David Warren Lesch is a lecturer, author and commentator on Middle East history and politics. He is the Ewing Halsell Distinguished Professor of Middle East History at Trinity University in San Antonio, Texas. Lesch writes regularly for news publications and journals and has made frequent appearances on radio and television to discuss Middle East politics, with a particular focus on Syria. In 2012–2013, he co-founded, organized, and led the Harvard-NUPI-Trinity Syria Research Project alongside William Ury. The project was funded by the governments of Norway and Switzerland, and its Final Report was published by NUPI in 2013. He co-founded what in essence is the 2nd phase of this project in early 2014, along with Gerard McHugh, the founder and president of Conflict Dynamics International (CDI), based in Cambridge, MA. This 2nd phase is entitled the CDI-Trinity University Syria Initiative, and it is ongoing and funded by the government of Denmark. Both Syria projects have attempted to offer a better multi-dimensional understanding of the Syrian civil war as well as chart out possible pathways toward conflict resolution and sustainable governance.

== Education ==
Lesch earned his Bachelor of Arts degree from the University of Maryland, Baltimore County and his M.A. and Ph.D. in History and Middle Eastern Studies from Harvard University.

== Books ==
- Syria and the United States: Eisenhower's Cold War in the Middle East (Westview Press, 1992)
- 1979: The Year that Shaped the Modern Middle East (Westview Press, 2001)
- History in Dispute: The Middle East Since 1945, Volumes 14 and 15 (St. James Press, 2003)
- The Middle East and the United States: A Historical and Political Reassessment (editor, Westview Press, 1996, 1999, 2003, 4th edition, 2006)
- The New Lion of Damascus: Bashar al-Asad and Modern Syria (Yale University Press, 2005)
- The Arab-Israeli Conflict: A History With Documents (Oxford University Press, 2006, 2nd edition 2019)
- Syrian Foreign Policy and the United States: From Bush to Obama (co-author) (Lynne Rienner Publishers, 2009)
- The Middle East and the United States: History, Politics and Ideology (co-editor with Mark Haas) (Westview Press, 2011, 2013, Routledge, 2018)
- Syria: The Fall of the House of Assad (Yale University Press, 2012, updated and in paperback 2013)
- Historical Dictionary of Syria (co-author with David Commins) (Scarecrow Press, 2012)
- "The Arab Spring: Change and Resistance in the Middle East (Volume 1, Westview Press, 2013) co-editor with Mark Haas
- "The Arab Spring: The Hope and Reality of the Uprisings (Volume 2, Routledge, 2017) co-editor with Mark Haas
- "Syria: A Modern History" (Polity Press, 2019)
- "A History of the Middle East Since the Rise of Islam (Oxford University Press, 2023)

== Public Profile ==
Lesch has been asked to appear and discuss Syria and the Middle East on several US radio and television programs, including CNN, MSNBC and CNBC. He has also had opinion pieces in The Financial Times, The New York Times and The Washington Post, among others.

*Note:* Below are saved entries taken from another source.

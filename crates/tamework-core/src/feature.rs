//! Per-item feature configuration and the registry that serves it
//!
//! Configs are immutable once built. The registry is filled during startup
//! and then shared read-only between threads.

use crate::attachments::AttachmentMap;
use crate::item::{normalize_item_id, ItemId};
use serde::{Deserialize, Serialize};
use std::collections::HashMap;

/// Item id of the bundled example spawner
pub const EXAMPLE_SPAWNER_ITEM: &str = "Tamework_Spawner_Example";

/// Role spawned by the bundled example spawner
pub const EXAMPLE_ROLE: &str = "Tamework_Example";

/// Whistle radius used when a config doesn't set one
pub const DEFAULT_WHISTLE_RADIUS: i32 = 64;

/// Icon to show for a filled item when the creature's attachments match
#[derive(Debug, Clone, PartialEq, Eq, Serialize, Deserialize)]
pub struct IconOverride {
    /// Attachment pairs that must all be present on the creature
    pub required_attachments: AttachmentMap,
    /// Icon path to use on a match
    pub icon: String,
}

impl IconOverride {
    pub fn new(required_attachments: AttachmentMap, icon: impl Into<String>) -> Self {
        Self {
            required_attachments,
            icon: icon.into(),
        }
    }
}

/// Feature switches and spawner settings for one item id
#[derive(Debug, Clone, PartialEq, Eq, Serialize, Deserialize)]
pub struct FeatureConfig {
    pub spawner_enabled: bool,
    pub whistle_enabled: bool,
    pub capture_clears_owner: bool,
    pub spawn_assigns_owner: bool,
    pub owner_restricted: bool,
    pub spawner_allow_uncaptured: bool,
    pub whistle_radius: i32,
    pub spawner_role_id: Option<String>,
    pub spawner_filled_item_id: Option<ItemId>,
    pub spawner_icon_default: Option<String>,
    pub spawner_icon_overrides: Vec<IconOverride>,
}

impl Default for FeatureConfig {
    fn default() -> Self {
        Self {
            spawner_enabled: false,
            whistle_enabled: false,
            capture_clears_owner: false,
            spawn_assigns_owner: false,
            owner_restricted: false,
            spawner_allow_uncaptured: false,
            whistle_radius: DEFAULT_WHISTLE_RADIUS,
            spawner_role_id: None,
            spawner_filled_item_id: None,
            spawner_icon_default: None,
            spawner_icon_overrides: Vec::new(),
        }
    }
}

impl FeatureConfig {
    /// Start building a config from defaults
    pub fn builder() -> FeatureConfigBuilder {
        FeatureConfigBuilder {
            config: FeatureConfig::default(),
        }
    }

    /// Start building a config on top of an existing one
    pub fn to_builder(&self) -> FeatureConfigBuilder {
        FeatureConfigBuilder {
            config: self.clone(),
        }
    }

    /// Configured role id, ignoring blank strings
    pub fn role_id(&self) -> Option<&str> {
        self.spawner_role_id
            .as_deref()
            .filter(|role| !role.trim().is_empty())
    }

    /// Configured filled item id, ignoring blank ids
    pub fn filled_item_id(&self) -> Option<&ItemId> {
        self.spawner_filled_item_id
            .as_ref()
            .filter(|id| !id.is_blank())
    }
}

/// Builder for [`FeatureConfig`]
#[derive(Debug, Clone)]
pub struct FeatureConfigBuilder {
    config: FeatureConfig,
}

impl FeatureConfigBuilder {
    pub fn spawner_enabled(mut self, value: bool) -> Self {
        self.config.spawner_enabled = value;
        self
    }

    pub fn whistle_enabled(mut self, value: bool) -> Self {
        self.config.whistle_enabled = value;
        self
    }

    pub fn capture_clears_owner(mut self, value: bool) -> Self {
        self.config.capture_clears_owner = value;
        self
    }

    pub fn spawn_assigns_owner(mut self, value: bool) -> Self {
        self.config.spawn_assigns_owner = value;
        self
    }

    pub fn owner_restricted(mut self, value: bool) -> Self {
        self.config.owner_restricted = value;
        self
    }

    pub fn spawner_allow_uncaptured(mut self, value: bool) -> Self {
        self.config.spawner_allow_uncaptured = value;
        self
    }

    pub fn whistle_radius(mut self, value: i32) -> Self {
        self.config.whistle_radius = value;
        self
    }

    pub fn spawner_role_id(mut self, value: Option<impl Into<String>>) -> Self {
        self.config.spawner_role_id = value.map(Into::into);
        self
    }

    pub fn spawner_filled_item_id(mut self, value: Option<impl Into<ItemId>>) -> Self {
        self.config.spawner_filled_item_id = value.map(Into::into);
        self
    }

    pub fn spawner_icon_default(mut self, value: Option<impl Into<String>>) -> Self {
        self.config.spawner_icon_default = value.map(Into::into);
        self
    }

    pub fn spawner_icon_overrides(mut self, overrides: Vec<IconOverride>) -> Self {
        self.config.spawner_icon_overrides = overrides;
        self
    }

    pub fn build(self) -> FeatureConfig {
        self.config
    }
}

/// Item id → feature config lookup
#[derive(Debug, Clone, Default)]
pub struct FeatureRegistry {
    configs: HashMap<String, FeatureConfig>,
}

impl FeatureRegistry {
    /// Create an empty registry
    pub fn new() -> Self {
        Self::default()
    }

    /// Create a registry holding the bundled example spawner
    pub fn with_defaults() -> Self {
        let mut registry = Self::new();
        registry.register_defaults();
        registry
    }

    /// Register the bundled example spawner
    pub fn register_defaults(&mut self) {
        self.register(
            EXAMPLE_SPAWNER_ITEM,
            FeatureConfig::builder()
                .spawner_enabled(true)
                .capture_clears_owner(true)
                .spawn_assigns_owner(true)
                .spawner_role_id(Some(EXAMPLE_ROLE))
                .build(),
        );
    }

    /// Register or replace the config for an exact item id
    pub fn register(&mut self, item_id: impl Into<String>, config: FeatureConfig) {
        self.configs.insert(item_id.into(), config);
    }

    /// Look up the config for an item id
    ///
    /// Exact ids win; otherwise a stateful variant resolves to its base id.
    pub fn get(&self, item_id: &str) -> Option<&FeatureConfig> {
        if let Some(config) = self.configs.get(item_id) {
            return Some(config);
        }
        let normalized = normalize_item_id(item_id);
        if normalized != item_id {
            return self.configs.get(normalized);
        }
        None
    }

    /// Number of registered item ids
    pub fn len(&self) -> usize {
        self.configs.len()
    }

    /// Check if the registry is empty
    pub fn is_empty(&self) -> bool {
        self.configs.is_empty()
    }

    /// Iterate over registered item ids and configs
    pub fn iter(&self) -> impl Iterator<Item = (&str, &FeatureConfig)> {
        self.configs.iter().map(|(id, config)| (id.as_str(), config))
    }
}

He has travelled frequently to the Middle East on academic, business and diplomatic missions, and was president of Middle East International Business Associates, Inc., a consulting firm that investigated business opportunities in the Middle East for US companies.

In 2004 David Lesch began having regular contact with personal friend Syrian President Bashar al-Assad, and has since consulted with US government officials in their attempts to improve relations between the US and Syria.

In May 2008, Dr. Lesch was recognized by Trinity for his outstanding research.

===Baseball career===
Lesch was also the number one draft pick of the Los Angeles Dodgers in the January 1980 draft out of Central Arizona College as a pitcher. He pitched in only five games, allowing 11 runs in 10 innings for the rookie league Lethbridge Dodgers before a rotator cuff injury ended his career.